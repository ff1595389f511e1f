//! Plain-text and JSON output for CLI commands.

use serde::Serialize;

use crate::models::{Book, IngestionLog, Reservation};

#[derive(Debug, Clone, Copy, PartialEq, Eq, Default, clap::ValueEnum)]
pub enum OutputFormat {
    /// One line per record
    #[default]
    Text,
    /// Pretty-printed JSON
    Json,
}

/// One-line rendering of a record for text output.
pub trait Summary {
    fn summary(&self) -> String;
}

impl Summary for Book {
    fn summary(&self) -> String {
        let year = self
            .original_publication_year
            .map(|y| format!(" ({})", y))
            .unwrap_or_default();
        let rating = self
            .average_rating
            .map(|r| format!("  ★ {:.2}", r))
            .unwrap_or_default();
        let state = if self.reserved { "  [reserved]" } else { "" };
        format!(
            "#{:<6} {}{} by {}{}{}",
            self.id,
            self.title,
            year,
            self.authors_line(),
            rating,
            state
        )
    }
}

impl Summary for Reservation {
    fn summary(&self) -> String {
        format!(
            "#{:<6} book {:<6} {:<9} {} <{}> since {}",
            self.id,
            self.book.id(),
            format!("{:?}", self.status).to_lowercase(),
            self.name,
            self.email,
            self.reserved_at.format("%Y-%m-%d")
        )
    }
}

impl Summary for IngestionLog {
    fn summary(&self) -> String {
        let errors = match self.errors.as_deref() {
            Some(e) if !e.is_empty() => " (with errors)",
            _ => "",
        };
        format!(
            "{}  {}: {} records{}",
            self.ingested_at.format("%Y-%m-%d %H:%M"),
            self.filename,
            self.records_processed,
            errors
        )
    }
}

pub fn print_list<T: Serialize + Summary>(items: &[T], format: OutputFormat) {
    match format {
        OutputFormat::Text => {
            if items.is_empty() {
                println!("No results found.");
            }
            for item in items {
                println!("{}", item.summary());
            }
        }
        OutputFormat::Json => print_json(items),
    }
}

pub fn print_item<T: Serialize + std::fmt::Debug>(item: &T, format: OutputFormat) {
    match format {
        OutputFormat::Text => println!("{:#?}", item),
        OutputFormat::Json => print_json(item),
    }
}

pub fn print_json<T: Serialize + ?Sized>(value: &T) {
    let json = serde_json::to_string_pretty(value).unwrap_or_else(|_| "null".to_string());
    println!("{}", json);
}

pub fn print_success(msg: &str) {
    println!("✓ {}", msg);
}

#[cfg(test)]
mod tests {
    use super::*;
    use crate::models::Author;

    #[test]
    fn book_summary_line() {
        let book = Book {
            id: 42,
            title: "Dune".to_string(),
            original_title: None,
            authors: vec![Author {
                name: "Frank Herbert".to_string(),
            }],
            isbn: None,
            isbn13: None,
            average_rating: Some(4.25),
            ratings_count: None,
            original_publication_year: Some(1965),
            image_url: None,
            small_image_url: None,
            language_code: None,
            goodreads_book_id: None,
            reserved: true,
        };
        let line = book.summary();
        assert!(line.starts_with("#42"));
        assert!(line.contains("Dune (1965) by Frank Herbert"));
        assert!(line.contains("4.25"));
        assert!(line.ends_with("[reserved]"));
    }
}
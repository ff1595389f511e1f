//! Typed calls to the catalog API. All of them go through the `AuthGateway`.

pub mod books;
pub mod reservations;
pub mod uploads;

use std::sync::Arc;

use serde::Serialize;

use crate::gateway::{ApiRequest, AuthGateway, GatewayError};

pub use books::BookPager;
pub use uploads::UploadError;

#[derive(Clone)]
pub struct ApiClient {
    gateway: Arc<AuthGateway>,
}

impl ApiClient {
    pub fn new(gateway: Arc<AuthGateway>) -> Self {
        Self { gateway }
    }

    pub fn gateway(&self) -> &AuthGateway {
        &self.gateway
    }
}

fn json_request<T: Serialize + ?Sized>(
    request: ApiRequest,
    body: &T,
) -> Result<ApiRequest, GatewayError> {
    request.with_json(body).map_err(GatewayError::Encode)
}
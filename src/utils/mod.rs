pub mod logger;

/// Append an absolute API path (`/api/...`) to the configured base URL.
pub fn join_url(base_url: &str, path: &str) -> String {
    format!(
        "{}/{}",
        base_url.trim_end_matches('/'),
        path.trim_start_matches('/')
    )
}
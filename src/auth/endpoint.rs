use async_trait::async_trait;
use http::StatusCode;
use thiserror::Error;
use tracing::debug;

use crate::models::{LoginRequest, RefreshRequest, RefreshResponse, TokenPair};
use crate::store::StoreError;
use crate::utils::join_url;

pub const LOGIN_PATH: &str = "/api/token/";
pub const REFRESH_PATH: &str = "/api/token/refresh/";

#[derive(Debug, Error)]
pub enum AuthError {
    #[error("token endpoint rejected the request with {status}: {body}")]
    Rejected { status: StatusCode, body: String },
    #[error("failed to reach token endpoint: {0}")]
    Transport(String),
    #[error("unexpected token endpoint response: {0}")]
    InvalidResponse(String),
    #[error(transparent)]
    Store(#[from] StoreError),
}

/// The remote side of credential handling: minting a token pair at login, and a
/// fresh access token from a refresh token.
#[async_trait]
pub trait TokenEndpoint: Send + Sync {
    async fn obtain(&self, username: &str, password: &str) -> Result<TokenPair, AuthError>;
    async fn refresh(&self, refresh_token: &str) -> Result<String, AuthError>;
}

/// TokenEndpoint over HTTP. Uses its own client rather than the gateway, so a
/// failing refresh can never trigger another refresh.
pub struct HttpTokenEndpoint {
    client: reqwest::Client,
    base_url: String,
}

impl HttpTokenEndpoint {
    pub fn new(client: reqwest::Client, base_url: impl Into<String>) -> Self {
        Self {
            client,
            base_url: base_url.into(),
        }
    }

    async fn post<B, T>(&self, path: &str, body: &B) -> Result<T, AuthError>
    where
        B: serde::Serialize + ?Sized + Sync,
        T: serde::de::DeserializeOwned,
    {
        let url = join_url(&self.base_url, path);
        let resp = self
            .client
            .post(&url)
            .json(body)
            .send()
            .await
            .map_err(|e| AuthError::Transport(format!("POST {}: {}", url, e)))?;

        let status = resp.status();
        if !status.is_success() {
            let body = resp.text().await.unwrap_or_default();
            debug!(%status, %url, "Token endpoint returned an error status");
            return Err(AuthError::Rejected { status, body });
        }

        resp.json::<T>()
            .await
            .map_err(|e| AuthError::InvalidResponse(e.to_string()))
    }
}

#[async_trait]
impl TokenEndpoint for HttpTokenEndpoint {
    async fn obtain(&self, username: &str, password: &str) -> Result<TokenPair, AuthError> {
        debug!(username, "Requesting a token pair");
        self.post(LOGIN_PATH, &LoginRequest { username, password })
            .await
    }

    async fn refresh(&self, refresh_token: &str) -> Result<String, AuthError> {
        debug!("Exchanging refresh token for a new access token");
        let resp: RefreshResponse = self
            .post(
                REFRESH_PATH,
                &RefreshRequest {
                    refresh: refresh_token,
                },
            )
            .await?;
        Ok(resp.access)
    }
}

•••••

* WHAT NEEDS TO BE DONE
Return what is listed above, exactly and completely.

* COMPLETED TASK
repository ff1595389f511e1f
//! Plain-text and JSON output for CLI commands.

use serde::Serialize;

use crate::models::{Book, IngestionLog, Reservation};

#[derive(Debug, Clone, Copy, PartialEq, Eq, Default, clap::ValueEnum)]
pub enum OutputFormat {
    /// One line per record
    #[default]
    Text,
    /// Pretty-printed JSON
    Json,
}

/// One-line rendering of a record for text output.
pub trait Summary {
    fn summary(&self) -> String;
}

impl Summary for Book {
    fn summary(&self) -> String {
        let year = self
            .original_publication_year
            .map(|y| format!(" ({})", y))
            .unwrap_or_default();
        let rating = self
            .average_rating
            .map(|r| format!("  ★ {:.2}", r))
            .unwrap_or_default();
        let state = if self.reserved { "  [reserved]" } else { "" };
        format!(
            "#{:<6} {}{} by {}{}{}",
            self.id,
            self.title,
            year,
            self.authors_line(),
            rating,
            state
        )
    }
}

impl Summary for Reservation {
    fn summary(&self) -> String {
        format!(
            "#{:<6} book {:<6} {:<9} {} <{}> since {}",
            self.id,
            self.book.id(),
            format!("{:?}", self.status).to_lowercase(),
            self.name,
            self.email,
            self.reserved_at.format("%Y-%m-%d")
        )
    }
}

impl Summary for IngestionLog {
    fn summary(&self) -> String {
        let errors = match self.errors.as_deref() {
            Some(e) if !e.is_empty() => " (with errors)",
            _ => "",
        };
        format!(
            "{}  {}: {} records{}",
            self.ingested_at.format("%Y-%m-%d %H:%M"),
            self.filename,
            self.records_processed,
            errors
        )
    }
}

pub fn print_list<T: Serialize + Summary>(items: &[T], format: OutputFormat) {
    match format {
        OutputFormat::Text => {
            if items.is_empty() {
                println!("No results found.");
            }
            for item in items {
                println!("{}", item.summary());
            }
        }
        OutputFormat::Json => print_json(items),
    }
}

pub fn print_item<T: Serialize + std::fmt::Debug>(item: &T, format: OutputFormat) {
    match format {
        OutputFormat::Text => println!("{:#?}", item),
        OutputFormat::Json => print_json(item),
    }
}

pub fn print_json<T: Serialize + ?Sized>(value: &T) {
    let json = serde_json::to_string_pretty(value).unwrap_or_else(|_| "null".to_string());
    println!("{}", json);
}

pub fn print_success(msg: &str) {
    println!("✓ {}", msg);
}

#[cfg(test)]
mod tests {
    use super::*;
    use crate::models::Author;

    #[test]
    fn book_summary_line() {
        let book = Book {
            id: 42,
            title: "Dune".to_string(),
            original_title: None,
            authors: vec![Author {
                name: "Frank Herbert".to_string(),
            }],
            isbn: None,
            isbn13: None,
            average_rating: Some(4.25),
            ratings_count: None,
            original_publication_year: Some(1965),
            image_url: None,
            small_image_url: None,
            language_code: None,
            goodreads_book_id: None,
            reserved: true,
        };
        let line = book.summary();
        assert!(line.starts_with("#42"));
        assert!(line.contains("Dune (1965) by Frank Herbert"));
        assert!(line.contains("4.25"));
        assert!(line.ends_with("[reserved]"));
    }
}
repository ff1595389f511e1f
//! Typed calls to the catalog API. All of them go through the `AuthGateway`.

pub mod books;
pub mod reservations;
pub mod uploads;

use std::sync::Arc;

use serde::Serialize;

use crate::gateway::{ApiRequest, AuthGateway, GatewayError};

pub use books::BookPager;
pub use uploads::UploadError;

#[derive(Clone)]
pub struct ApiClient {
    gateway: Arc<AuthGateway>,
}

impl ApiClient {
    pub fn new(gateway: Arc<AuthGateway>) -> Self {
        Self { gateway }
    }

    pub fn gateway(&self) -> &AuthGateway {
        &self.gateway
    }
}

fn json_request<T: Serialize + ?Sized>(
    request: ApiRequest,
    body: &T,
) -> Result<ApiRequest, GatewayError> {
    request.with_json(body).map_err(GatewayError::Encode)
}
filename src/utils/mod.rs
pub mod logger;

/// Append an absolute API path (`/api/...`) to the configured base URL.
pub fn join_url(base_url: &str, path: &str) -> String {
    format!(
        "{}/{}",
        base_url.trim_end_matches('/'),
        path.trim_start_matches('/')
    )
}
filename src/auth/endpoint.rs
use async_trait::async_trait;
use http::StatusCode;
use thiserror::Error;
use tracing::debug;

use crate::models::{LoginRequest, RefreshRequest, RefreshResponse, TokenPair};
use crate::store::StoreError;
use crate::utils::join_url;

pub const LOGIN_PATH: &str = "/api/token/";
pub const REFRESH_PATH: &str = "/api/token/refresh/";

#[derive(Debug, Error)]
pub enum AuthError {
    #[error("token endpoint rejected the request with {status}: {body}")]
    Rejected { status: StatusCode, body: String },
    #[error("failed to reach token endpoint: {0}")]
    Transport(String),
    #[error("unexpected token endpoint response: {0}")]
    InvalidResponse(String),
    #[error(transparent)]
    Store(#[from] StoreError),
}

/// The remote side of credential handling: minting a token pair at login, and a
/// fresh access token from a refresh token.
#[async_trait]
pub trait TokenEndpoint: Send + Sync {
    async fn obtain(&self, username: &str, password: &str) -> Result<TokenPair, AuthError>;
    async fn refresh(&self, refresh_token: &str) -> Result<String, AuthError>;
}

/// TokenEndpoint over HTTP. Uses its own client rather than the gateway, so a
/// failing refresh can never trigger another refresh.
pub struct HttpTokenEndpoint {
    client: reqwest::Client,
    base_url: String,
}

impl HttpTokenEndpoint {
    pub fn new(client: reqwest::Client, base_url: impl Into<String>) -> Self {
        Self {
            client,
            base_url: base_url.into(),
        }
    }

    async fn post<B, T>(&self, path: &str, body: &B) -> Result<T, AuthError>
    where
        B: serde::Serialize + ?Sized + Sync,
        T: serde::de::DeserializeOwned,
    {
        let url = join_url(&self.base_url, path);
        let resp = self
            .client
            .post(&url)
            .json(body)
            .send()
            .await
            .map_err(|e| AuthError::Transport(format!("POST {}: {}", url, e)))?;

        let status = resp.status();
        if !status.is_success() {
            let body = resp.text().await.unwrap_or_default();
            debug!(%status, %url, "Token endpoint returned an error status");
            return Err(AuthError::Rejected { status, body });
        }

        resp.json::<T>()
            .await
            .map_err(|e| AuthError::InvalidResponse(e.to_string()))
    }
}

#[async_trait]
impl TokenEndpoint for HttpTokenEndpoint {
    async fn obtain(&self, username: &str, password: &str) -> Result<TokenPair, AuthError> {
        debug!(username, "Requesting a token pair");
        self.post(LOGIN_PATH, &LoginRequest { username, password })
            .await
    }

    async fn refresh(&self, refresh_token: &str) -> Result<String, AuthError> {
        debug!("Exchanging refresh token for a new access token");
        let resp: RefreshResponse = self
            .post(
                REFRESH_PATH,
                &RefreshRequest {
                    refresh: refresh_token,
                },
            )
            .await?;
        Ok(resp.access)
    }
}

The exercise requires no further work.